**EXERCISE:** Of the material below, only the lines from the line containing "pub type Handler<N>" down to the line containing "tags: &'static [&'static" belong in the answer, written out exactly.

**RECORD SET:**
⟨
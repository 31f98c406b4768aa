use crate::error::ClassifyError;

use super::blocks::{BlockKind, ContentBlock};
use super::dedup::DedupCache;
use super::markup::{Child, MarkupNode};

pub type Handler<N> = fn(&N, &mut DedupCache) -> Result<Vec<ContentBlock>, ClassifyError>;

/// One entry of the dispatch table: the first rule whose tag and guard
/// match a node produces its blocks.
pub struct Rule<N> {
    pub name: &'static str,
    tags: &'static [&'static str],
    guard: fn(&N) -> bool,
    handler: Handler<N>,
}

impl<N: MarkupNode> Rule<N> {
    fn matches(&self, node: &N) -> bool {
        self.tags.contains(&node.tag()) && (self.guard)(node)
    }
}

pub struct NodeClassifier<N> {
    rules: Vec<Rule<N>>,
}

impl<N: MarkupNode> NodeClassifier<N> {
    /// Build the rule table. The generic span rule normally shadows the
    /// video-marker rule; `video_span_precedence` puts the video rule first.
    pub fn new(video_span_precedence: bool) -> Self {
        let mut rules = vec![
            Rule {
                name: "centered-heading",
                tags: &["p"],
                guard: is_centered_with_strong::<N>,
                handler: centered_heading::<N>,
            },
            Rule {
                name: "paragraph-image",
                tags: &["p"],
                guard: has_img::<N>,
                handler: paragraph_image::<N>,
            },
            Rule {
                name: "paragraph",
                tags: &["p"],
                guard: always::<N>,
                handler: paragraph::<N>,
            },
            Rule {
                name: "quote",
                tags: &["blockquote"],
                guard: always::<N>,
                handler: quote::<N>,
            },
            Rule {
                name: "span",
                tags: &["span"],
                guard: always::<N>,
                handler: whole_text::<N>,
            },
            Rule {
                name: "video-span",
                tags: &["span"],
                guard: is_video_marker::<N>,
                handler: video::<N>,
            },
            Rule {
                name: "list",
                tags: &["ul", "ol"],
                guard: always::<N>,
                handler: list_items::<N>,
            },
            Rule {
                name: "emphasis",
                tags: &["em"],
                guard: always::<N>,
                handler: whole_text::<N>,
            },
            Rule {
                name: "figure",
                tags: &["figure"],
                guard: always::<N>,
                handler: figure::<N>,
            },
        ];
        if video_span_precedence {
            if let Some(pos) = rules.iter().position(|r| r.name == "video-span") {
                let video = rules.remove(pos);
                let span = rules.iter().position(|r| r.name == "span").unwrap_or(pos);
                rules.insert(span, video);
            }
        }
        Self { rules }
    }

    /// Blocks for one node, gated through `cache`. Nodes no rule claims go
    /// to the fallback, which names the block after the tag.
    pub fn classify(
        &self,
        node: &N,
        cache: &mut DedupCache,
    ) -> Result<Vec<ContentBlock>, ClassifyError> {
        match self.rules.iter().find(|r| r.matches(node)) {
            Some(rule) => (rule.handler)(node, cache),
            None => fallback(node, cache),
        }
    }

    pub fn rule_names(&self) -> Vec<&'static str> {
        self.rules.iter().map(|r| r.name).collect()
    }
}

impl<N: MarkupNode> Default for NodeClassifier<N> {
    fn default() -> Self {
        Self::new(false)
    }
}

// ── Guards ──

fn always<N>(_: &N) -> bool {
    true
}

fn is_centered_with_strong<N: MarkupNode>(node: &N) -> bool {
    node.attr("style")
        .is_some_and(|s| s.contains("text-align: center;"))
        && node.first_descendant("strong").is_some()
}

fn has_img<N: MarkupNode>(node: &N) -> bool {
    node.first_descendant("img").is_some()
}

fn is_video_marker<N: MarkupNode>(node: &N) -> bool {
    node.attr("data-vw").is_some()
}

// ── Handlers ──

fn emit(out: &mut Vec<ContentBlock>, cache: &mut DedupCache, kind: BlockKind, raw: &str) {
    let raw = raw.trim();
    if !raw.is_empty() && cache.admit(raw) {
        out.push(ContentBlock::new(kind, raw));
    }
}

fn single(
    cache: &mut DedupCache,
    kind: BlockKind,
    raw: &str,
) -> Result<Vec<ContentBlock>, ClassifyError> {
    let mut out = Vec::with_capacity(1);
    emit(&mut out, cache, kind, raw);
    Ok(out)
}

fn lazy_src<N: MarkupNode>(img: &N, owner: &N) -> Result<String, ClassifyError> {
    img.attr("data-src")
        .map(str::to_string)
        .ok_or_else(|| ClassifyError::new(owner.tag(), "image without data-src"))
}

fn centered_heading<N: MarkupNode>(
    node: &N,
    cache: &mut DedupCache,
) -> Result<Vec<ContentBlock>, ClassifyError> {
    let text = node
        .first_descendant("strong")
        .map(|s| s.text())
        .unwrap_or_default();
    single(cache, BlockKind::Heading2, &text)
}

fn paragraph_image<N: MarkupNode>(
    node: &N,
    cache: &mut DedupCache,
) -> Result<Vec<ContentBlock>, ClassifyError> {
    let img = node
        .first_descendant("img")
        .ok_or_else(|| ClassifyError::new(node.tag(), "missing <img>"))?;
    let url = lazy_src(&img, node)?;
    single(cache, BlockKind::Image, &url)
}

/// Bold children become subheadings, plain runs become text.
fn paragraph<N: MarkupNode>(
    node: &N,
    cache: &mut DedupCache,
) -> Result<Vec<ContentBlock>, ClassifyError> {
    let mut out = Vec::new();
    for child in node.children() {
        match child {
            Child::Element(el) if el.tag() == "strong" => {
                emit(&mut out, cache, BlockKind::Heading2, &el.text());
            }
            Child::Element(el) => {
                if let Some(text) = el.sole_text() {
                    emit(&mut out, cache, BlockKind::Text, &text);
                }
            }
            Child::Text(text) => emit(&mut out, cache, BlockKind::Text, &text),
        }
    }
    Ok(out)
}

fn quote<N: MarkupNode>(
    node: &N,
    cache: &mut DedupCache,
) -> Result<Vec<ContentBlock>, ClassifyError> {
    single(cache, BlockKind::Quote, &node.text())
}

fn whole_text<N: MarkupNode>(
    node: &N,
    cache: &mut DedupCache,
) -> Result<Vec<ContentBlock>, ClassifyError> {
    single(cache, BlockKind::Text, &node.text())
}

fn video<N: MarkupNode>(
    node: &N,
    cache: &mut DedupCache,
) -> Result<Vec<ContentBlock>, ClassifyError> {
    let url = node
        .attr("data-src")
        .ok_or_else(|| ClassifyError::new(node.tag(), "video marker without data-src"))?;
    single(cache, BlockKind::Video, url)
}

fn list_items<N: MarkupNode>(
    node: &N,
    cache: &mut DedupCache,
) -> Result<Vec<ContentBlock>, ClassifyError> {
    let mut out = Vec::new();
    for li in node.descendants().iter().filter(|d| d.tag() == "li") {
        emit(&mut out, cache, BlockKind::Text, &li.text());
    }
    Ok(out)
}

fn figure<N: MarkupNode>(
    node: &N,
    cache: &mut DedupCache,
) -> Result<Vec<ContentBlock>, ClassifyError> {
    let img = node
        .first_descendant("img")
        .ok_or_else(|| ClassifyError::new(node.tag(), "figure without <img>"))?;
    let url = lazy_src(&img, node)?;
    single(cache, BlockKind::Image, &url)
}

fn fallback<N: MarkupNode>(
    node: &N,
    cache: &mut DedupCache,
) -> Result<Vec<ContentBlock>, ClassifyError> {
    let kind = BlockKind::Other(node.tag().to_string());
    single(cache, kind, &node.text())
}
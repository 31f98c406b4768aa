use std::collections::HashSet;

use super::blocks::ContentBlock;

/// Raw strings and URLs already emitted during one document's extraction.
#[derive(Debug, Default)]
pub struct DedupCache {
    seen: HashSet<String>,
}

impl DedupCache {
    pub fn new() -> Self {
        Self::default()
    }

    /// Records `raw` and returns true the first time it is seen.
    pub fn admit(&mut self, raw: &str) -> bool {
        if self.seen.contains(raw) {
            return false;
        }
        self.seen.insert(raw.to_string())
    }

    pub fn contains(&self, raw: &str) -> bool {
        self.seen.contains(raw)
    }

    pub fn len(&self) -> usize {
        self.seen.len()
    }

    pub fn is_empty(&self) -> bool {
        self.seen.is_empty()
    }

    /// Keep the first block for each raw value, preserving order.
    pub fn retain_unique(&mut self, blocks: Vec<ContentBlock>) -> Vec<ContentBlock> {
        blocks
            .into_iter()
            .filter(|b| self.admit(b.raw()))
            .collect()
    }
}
⟩
**RESPONSE:**
pub type Handler<N> = fn(&N, &mut DedupCache) -> Result<Vec<ContentBlock>, ClassifyError>;

/// One entry of the dispatch table: the first rule whose tag and guard
/// match a node produces its blocks.
pub struct Rule<N> {
    pub name: &'static str,
    tags: &'static [&'static str],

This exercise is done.